Mike Vorel: Seahawks' future may hinge on what happens with team sale
Published in Football
SEATTLE — Jody Allen didn’t score a touchdown in Super Bowl LX. She didn’t drag down Drake Maye for one of the Seahawks’ six sacks. She didn’t do anything on screen at all — besides thanking “all the 12s around the world,” hugging coach Mike Macdonald and holding up the team’s second Lombardi Trophy.
But don’t underestimate how much ownership matters.
Culture, whether flourishing or dysfunctional, trickles down from the top.
After weeks of speculation, the Seahawks are for sale, as Paul G. Allen’s estate honors his directive to sell all sports holdings and repurpose the proceeds for philanthropy. The price tag could challenge the record for a North American sports franchise, after the Los Angeles Lakers went for $10 billion last year.

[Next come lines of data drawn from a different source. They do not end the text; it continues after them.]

use crate::*;
use indexmap::IndexMap;
use log::{debug, info, warn};
use thiserror::Error;

#[derive(Debug, Clone, Error)]
#[error("transaction {0} not found")]
pub struct TransactionNotFound(pub Identifier);

// Typed getters: fetch a transaction by id and check that it has the expected type.
macro_rules! typed_getters {
    ($($(#[$doc:meta])* $name:ident => $variant:ident($tx:ty);)+) => {
        $(
            $(#[$doc])*
            fn $name(&self, id: Identifier) -> Result<Signed<$tx>, TransactionNotFound> {
                match self.get_transaction(id) {
                    Some(SignedTransaction::$variant(tx)) => Ok(tx),
                    _ => Err(TransactionNotFound(id)),
                }
            }
        )+
    };
}

/// A transaction store
///
/// Everything in a store is readable by every participant.
pub trait Store {
    /// Get a transaction of an unknown type
    fn get_transaction(&self, id: Identifier) -> Option<SignedTransaction>;

    /// Get all transactions of a type in an election, in ledger order
    fn get_multiple(&self, election_id: Identifier, tx_type: TransactionType)
        -> Vec<SignedTransaction>;

    typed_getters! {
        /// Get an election transaction
        get_election => Election(ElectionTransaction);
        /// Get a voter's registration
        get_registration => Registration(RegistrationTransaction);
        /// Get the transaction that opened the commit phase
        get_commit_phase => CommitPhase(CommitPhaseTransaction);
        /// Get a voter's commitment
        get_commitment => Commitment(CommitmentTransaction);
        /// Get the transaction that opened the reveal phase
        get_reveal_phase => RevealPhase(RevealPhaseTransaction);
        /// Get a voter's reveal
        get_reveal => Reveal(RevealTransaction);
        /// Get an oracle request
        get_oracle_request => OracleRequest(OracleRequestTransaction);
        /// Get an oracle response
        get_oracle_response => OracleResponse(OracleResponseTransaction);
        /// Get the distribution transaction
        get_distribution => Distribution(DistributionTransaction);
        /// Get an edge
        get_edge => Edge(EdgeTransaction);
        /// Get a key-exchange contribution
        get_key_contribution => KeyContribution(KeyContributionTransaction);
        /// Get an encrypted vote
        get_encrypted_vote => EncryptedVote(EncryptedVoteTransaction);
        /// Get a voter's group totals
        get_group_total => GroupTotal(GroupTotalTransaction);
    }

    /// Get the current phase of an election
    fn get_phase(&self, election_id: Identifier) -> Result<ElectionPhase, ValidationError> {
        let election_id = election_id.election();
        self.get_election(election_id)?;

        let phase = if self
            .get_transaction(DistributionTransaction::build_id(election_id))
            .is_some()
        {
            ElectionPhase::Distributed
        } else if self
            .get_transaction(RevealPhaseTransaction::build_id(election_id))
            .is_some()
        {
            ElectionPhase::Reveal
        } else if self
            .get_transaction(CommitPhaseTransaction::build_id(election_id))
            .is_some()
        {
            ElectionPhase::Commit
        } else {
            ElectionPhase::Registration
        };

        Ok(phase)
    }

    /// Number of registered voters in an election
    fn get_voter_count(&self, election_id: Identifier) -> usize {
        self.get_multiple(election_id, TransactionType::Registration)
            .len()
    }
}

/// A notification emitted when a transaction is applied
#[derive(Debug, Clone, PartialEq, Eq)]
pub enum Event {
    VoterRegistered {
        election: Identifier,
        voter: VoterId,
    },
    PhaseChanged {
        election: Identifier,
        phase: ElectionPhase,
    },
    OracleQuerySent {
        election: Identifier,
        request: Identifier,
        description: String,
    },
    OracleValueReceived {
        election: Identifier,
        request: Identifier,
        value: Vec<u8>,
    },
}

impl std::fmt::Display for Event {
    fn fmt(&self, f: &mut std::fmt::Formatter) -> std::fmt::Result {
        match self {
            Event::VoterRegistered { voter, .. } => write!(f, "voter {} registered", voter),
            Event::PhaseChanged { phase, .. } => write!(f, "election entered phase {}", phase),
            Event::OracleQuerySent {
                request,
                description,
                ..
            } => write!(f, "{} (request {})", description, request),
            Event::OracleValueReceived { request, .. } => {
                write!(f, "oracle value received for request {}", request)
            }
        }
    }
}

/// A simple ledger that keeps transactions in memory, in the order they were applied
#[derive(Default, Clone)]
pub struct MemStore {
    inner: IndexMap<Identifier, SignedTransaction>,
    events: Vec<Event>,
}

impl MemStore {
    /// Store a transaction without validating it
    pub fn set(&mut self, tx: SignedTransaction) {
        self.inner.insert(tx.id(), tx);
    }

    /// Validate a transaction against the current state and append it.
    ///
    /// Returns the id of the stored transaction. Idempotent transactions (edges) that are already
    /// stored resolve to the existing record without writing anything.
    pub fn apply(&mut self, tx: SignedTransaction) -> Result<Identifier, ValidationError> {
        let id = tx.id();

        for input in tx.inputs() {
            if self.get_transaction(input).is_none() {
                warn!("rejected {} {}: missing input {}", tx.transaction_type(), id, input);
                return Err(TransactionNotFound(input).into());
            }
        }

        if let Err(e) = tx.validate(self) {
            warn!("rejected {} {}: {}", tx.transaction_type(), id, e);
            return Err(e);
        }

        if self.inner.contains_key(&id) {
            if tx.is_idempotent() {
                debug!("{} {} already stored", tx.transaction_type(), id);
                return Ok(id);
            }
            warn!("rejected {} {}: duplicate", tx.transaction_type(), id);
            return Err(ValidationError::DuplicateTransaction(id));
        }

        if let Some(event) = tx.event() {
            info!("{}", event);
            self.events.push(event);
        }

        debug!("applied {} {}", tx.transaction_type(), id);
        self.inner.insert(id, tx);

        Ok(id)
    }

    /// All transactions, in ledger order
    pub fn transactions(&self) -> impl Iterator<Item = &SignedTransaction> {
        self.inner.values()
    }

    pub fn len(&self) -> usize {
        self.inner.len()
    }

    pub fn is_empty(&self) -> bool {
        self.inner.is_empty()
    }

    /// Take the notifications emitted since the last call
    pub fn drain_events(&mut self) -> Vec<Event> {
        std::mem::take(&mut self.events)
    }
}

impl Store for MemStore {
    fn get_transaction(&self, id: Identifier) -> Option<SignedTransaction> {
        self.inner.get(&id).cloned()
    }

    fn get_multiple(
        &self,
        election_id: Identifier,
        tx_type: TransactionType,
    ) -> Vec<SignedTransaction> {
        self.inner
            .iter()
            .filter(|(id, _)| {
                id.election_id == election_id.election_id && id.transaction_type == tx_type
            })
            .map(|(_, tx)| tx.clone())
            .collect()
    }
}

impl From<Vec<SignedTransaction>> for MemStore {
    fn from(item: Vec<SignedTransaction>) -> Self {
        let mut memstore = MemStore::default();
        for tx in item {
            memstore.set(tx);
        }
        memstore
    }
}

Since we’re on the subject: there’s a reason Daniel Snyder, Washington’s previous owner, oversaw two total playoff wins and zero NFC Championship Game appearances in his ruinous, scandal-stricken 24-year reign. The Commanders ended that NFC Championship Game drought in their first season sans-Snyder, as a toxic fog finally lifted.
There’s a reason Dallas Cowboys owner Jerry Jones, who believes he’s bigger than the star on his players’ helmets, hasn’t graced a conference championship game in three decades. At AT&T Stadium, dubbed “Jerry World,” the owner’s enormous ego stifles everything else.

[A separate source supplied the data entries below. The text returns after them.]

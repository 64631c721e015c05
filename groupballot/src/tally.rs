use crate::*;
use ed25519_dalek::PublicKey;
use indexmap::IndexMap;
use log::{info, warn};

/// Transaction 13: GroupTotal
///
/// A voter's count of the votes in its group, one entry per option. Only the shape is checked
/// on write; members that disagree are reported by [`calculate_totals`].
#[derive(Serialize, Deserialize, Clone, Debug)]
pub struct GroupTotalTransaction {
    pub id: Identifier,
    pub election: Identifier,

    #[serde(with = "EdPublicKeyHex")]
    pub voter: PublicKey,

    pub totals: Vec<u64>,
}

impl GroupTotalTransaction {
    pub fn new(election: Identifier, voter: PublicKey, totals: Vec<u64>) -> Self {
        GroupTotalTransaction {
            id: GroupTotalTransaction::build_id(election, &VoterId::from(&voter)),
            election,
            voter,
            totals,
        }
    }

    pub fn build_id(election: Identifier, voter: &VoterId) -> Identifier {
        Identifier::new(election, TransactionType::GroupTotal, voter.as_bytes())
    }

    pub fn voter_id(&self) -> VoterId {
        VoterId::from(&self.voter)
    }
}

impl Signable for GroupTotalTransaction {
    fn id(&self) -> Identifier {
        self.id
    }

    fn public(&self) -> Option<PublicKey> {
        Some(self.voter)
    }

    fn inputs(&self) -> Vec<Identifier> {
        vec![self.election]
    }

    fn validate_tx<S: Store>(&self, store: &S) -> Result<(), ValidationError> {
        let voter = self.voter_id();
        if self.id != GroupTotalTransaction::build_id(self.election, &voter) {
            return Err(ValidationError::MismatchedTransactionType);
        }

        let phase = store.get_phase(self.election)?;
        if phase != ElectionPhase::Distributed {
            return Err(ValidationError::WrongPhase(phase));
        }

        let election = store.get_election(self.election)?;
        if self.totals.len() != election.num_options() {
            return Err(ValidationError::WrongTotalsLength {
                expected: election.num_options(),
                found: self.totals.len(),
            });
        }

        let grouping = Grouping::load(store, self.election)?;
        let group_size = grouping
            .members_of(&voter)
            .ok_or(ValidationError::NotRegistered(voter))?
            .len();
        // An overflowing sum is reported as u64::MAX
        let sum = self
            .totals
            .iter()
            .try_fold(0u64, |acc, t| acc.checked_add(*t))
            .unwrap_or(u64::MAX);
        if sum > group_size as u64 {
            return Err(ValidationError::TotalsExceedGroupSize { sum, group_size });
        }

        if store.get_transaction(self.id).is_some() {
            return Err(ValidationError::AlreadyBroadcast(voter));
        }

        Ok(())
    }
}

/// A voter's own count of its group's votes
#[derive(Clone, Debug, Default, PartialEq, Eq)]
pub struct LocalTally {
    /// Votes per option
    pub totals: Vec<u64>,

    /// Voters whose vote was counted, the tallying voter included
    pub counted: Vec<VoterId>,

    /// Peers that sent nothing (or never completed the key exchange)
    pub missing: Vec<VoterId>,

    /// Peers whose ciphertext did not decrypt to a valid option
    pub rejected: Vec<VoterId>,
}

impl LocalTally {
    pub fn new(num_options: usize) -> Self {
        LocalTally {
            totals: vec![0; num_options],
            ..Default::default()
        }
    }

    /// Count a vote. Returns false, counting nothing, if the option is out of range.
    pub fn count(&mut self, voter: VoterId, option: usize) -> bool {
        match self.totals.get_mut(option) {
            Some(slot) => {
                *slot += 1;
                self.counted.push(voter);
                true
            }
            None => {
                warn!("vote from {} names unknown option {}", voter, option);
                self.rejected.push(voter);
                false
            }
        }
    }

    /// Every group member was counted
    pub fn is_complete(&self) -> bool {
        self.missing.is_empty() && self.rejected.is_empty()
    }
}

/// The result of an election
#[derive(Clone, Debug, PartialEq, Eq)]
pub struct Tally {
    /// Votes per option, over all groups
    pub totals: Vec<u64>,

    /// Option with the most votes; ties go to the lowest index
    pub winner: Option<usize>,

    /// The totals counted for each group
    pub group_totals: Vec<Vec<u64>>,

    /// Groups whose members broadcast different totals
    pub divergent_groups: Vec<usize>,
}

impl Tally {
    pub fn winner_option<'a>(&self, election: &'a ElectionTransaction) -> Option<&'a str> {
        self.winner
            .and_then(|w| election.options.get(w))
            .map(|o| o.as_str())
    }
}

/// The option with the highest total, the lowest index winning a tie
pub fn winner(totals: &[u64]) -> Option<usize> {
    let mut best: Option<(usize, u64)> = None;
    for (index, total) in totals.iter().enumerate() {
        match best {
            Some((_, best_total)) if *total <= best_total => {}
            _ => best = Some((index, *total)),
        }
    }
    best.map(|(index, _)| index)
}

/// Fold the broadcast group totals into the election result.
///
/// Every registered voter must have broadcast. Each group contributes the totals broadcast by
/// most of its members (on a tie, the earliest on the ledger). This only picks which vector is
/// summed and reported: nothing on the ledger is corrected, and every group whose members
/// disagree is listed in `divergent_groups` for the caller to act on.
pub fn calculate_totals<S: Store>(store: &S, election_id: Identifier) -> Result<Tally, ValidationError> {
    let election_id = election_id.election();
    let election = store.get_election(election_id)?;
    let grouping = Grouping::load(store, election_id)?;

    let broadcasts: IndexMap<VoterId, Vec<u64>> = store
        .get_multiple(election_id, TransactionType::GroupTotal)
        .into_iter()
        .filter_map(|tx| match tx {
            SignedTransaction::GroupTotal(signed) => Some((signed.voter_id(), signed.totals.clone())),
            _ => None,
        })
        .collect();

    let missing = grouping
        .permutation()
        .iter()
        .filter(|voter| !broadcasts.contains_key(*voter))
        .count();
    if missing > 0 {
        return Err(ValidationError::TotalsNotReady(missing));
    }

    let mut totals = vec![0u64; election.num_options()];
    let mut group_totals = Vec::with_capacity(grouping.number_of_groups());
    let mut divergent_groups = Vec::new();

    for (index, members) in grouping.groups().iter().enumerate() {
        // Distinct vectors in ledger order, with how many members broadcast each
        let mut candidates: Vec<(&Vec<u64>, usize)> = Vec::new();
        for (voter, vector) in broadcasts.iter() {
            if !members.contains(voter) {
                continue;
            }
            match candidates.iter_mut().find(|(v, _)| *v == vector) {
                Some((_, count)) => *count += 1,
                None => candidates.push((vector, 1)),
            }
        }

        if candidates.len() > 1 {
            warn!(
                "group {} of election {} broadcast {} different totals",
                index,
                election_id,
                candidates.len()
            );
            divergent_groups.push(index);
        }

        let mut representative: Option<(&Vec<u64>, usize)> = None;
        for (vector, count) in candidates {
            match representative {
                Some((_, best)) if count <= best => {}
                _ => representative = Some((vector, count)),
            }
        }

        let vector = representative
            .map(|(v, _)| v.clone())
            .unwrap_or_else(|| vec![0; election.num_options()]);
        for (slot, count) in totals.iter_mut().zip(vector.iter()) {
            *slot = slot.saturating_add(*count);
        }
        group_totals.push(vector);
    }

    let winning = winner(&totals);
    info!(
        "election {} tallied: totals {:?}, winner {:?}",
        election_id, totals, winning
    );

    Ok(Tally {
        totals,
        winner: winning,
        group_totals,
        divergent_groups,
    })
}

There’s a reason defensive end DeMarcus Lawrence, who spent his first 11 NFL seasons in Dallas, said this to blogger Brian Nemhauser after signing with the Seahawks last spring: “Dallas is my home. I made my home there. My family lives there. I’m forever going to be there. But I know for sure I’m not going to win a Super Bowl there.”
For a while, you wouldn’t win a Super Bowl in Seattle, either. There’s a reason the Seahawks mustered four playoff appearances, one division title and zero Super Bowl trips in their first 21 seasons, before Allen bought the franchise in 1997. There have been 17 playoff appearances, 11 division titles, four conference championships and two Super Bowl wins in 29 consistently contending seasons since.
Obviously, ownership isn’t everything. Coaching matters. Drafting matters. Development matters. Players matter most of all. It takes a thousand individual oars, operating with unwavering synchronicity, to row through seasonlong storms.
But don’t discount the value of top-down leadership — an unflinching, accountable commitment to success. Don’t discount who hires the coaches and executives, fuels facilities and training tables and nutrition, etc., and empowers an entire organization to chase every edge. Don’t discount who decides, after coach Pete Carroll’s 14 successful seasons, a stagnated status quo is no longer enough.
Don’t discount who bought the boat.
Regardless of who sits in it, some are bound to sink.
Under Paul and Jody Allen, the Seahawks sailed to Super Bowls, and not by accident.
As Macdonald said three days before bombarding the New England Patriots: “Jody is a fantastic owner — supportive, steadfast in what she believes and what she wants the Seahawks team to be and what it should mean to the community. It’s very clear what her expectations are. She can kind of see through the fog, that sometimes in the first year [as coach in 2024] I had a hard time doing. To have that type of guidance and that type of support has meant a lot.”
Added general manager John Schneider before the Super Bowl victory parade: “Jody, Paul would be so proud of you the way you’ve led this organization. It allowed us to be where we are. To Jody Allen!”
The Seahawks are here, in part, because Jody Allen saw through the fog, allowing this organization to avoid icebergs. Because she signed off on the Russell Wilson trade — which brought three-time Pro Bowl cornerback Devon Witherspoon, mainstay left tackle Charles Cross and more to Seattle. Because she fired Carroll and empowered Schneider to embark on a new era. Because she signed off on the hire of Macdonald and trades of quarterback Geno Smith and wide receiver DK Metcalf. Because she saw the future through that threatening fog.
Consider how catastrophic any one different decision could have been.
Now? The franchise’s future may hinge on what happens next.
The Seahawks already have Schneider (the NFL’s reigning executive of the year), Macdonald (a 38-year-old coach with countless more wins in his future than his past), the league’s third-youngest roster, a renowned stadium, superb facilities and a ravenous/revered fan base. They have everything necessary to annually rule the NFC West.
Except the owner.
Maybe it’s former Microsoft CEO and current Los Angeles Clippers owner Steve Ballmer, who gave an enthusiastic “Go Seahawks” before entering Levi’s Stadium for the Super Bowl. Maybe it’s Amazon founder Jeff Bezos, whose leadership I’d be leery of as he dramatically downsizes at both Amazon and The Washington Post. Maybe it’s a largely anonymous ownership group.
Regardless of who it is, the commitment they embody and culture they cultivate will trickle down from the top.
It’ll take the right person, or people, for the Seahawks to stay there.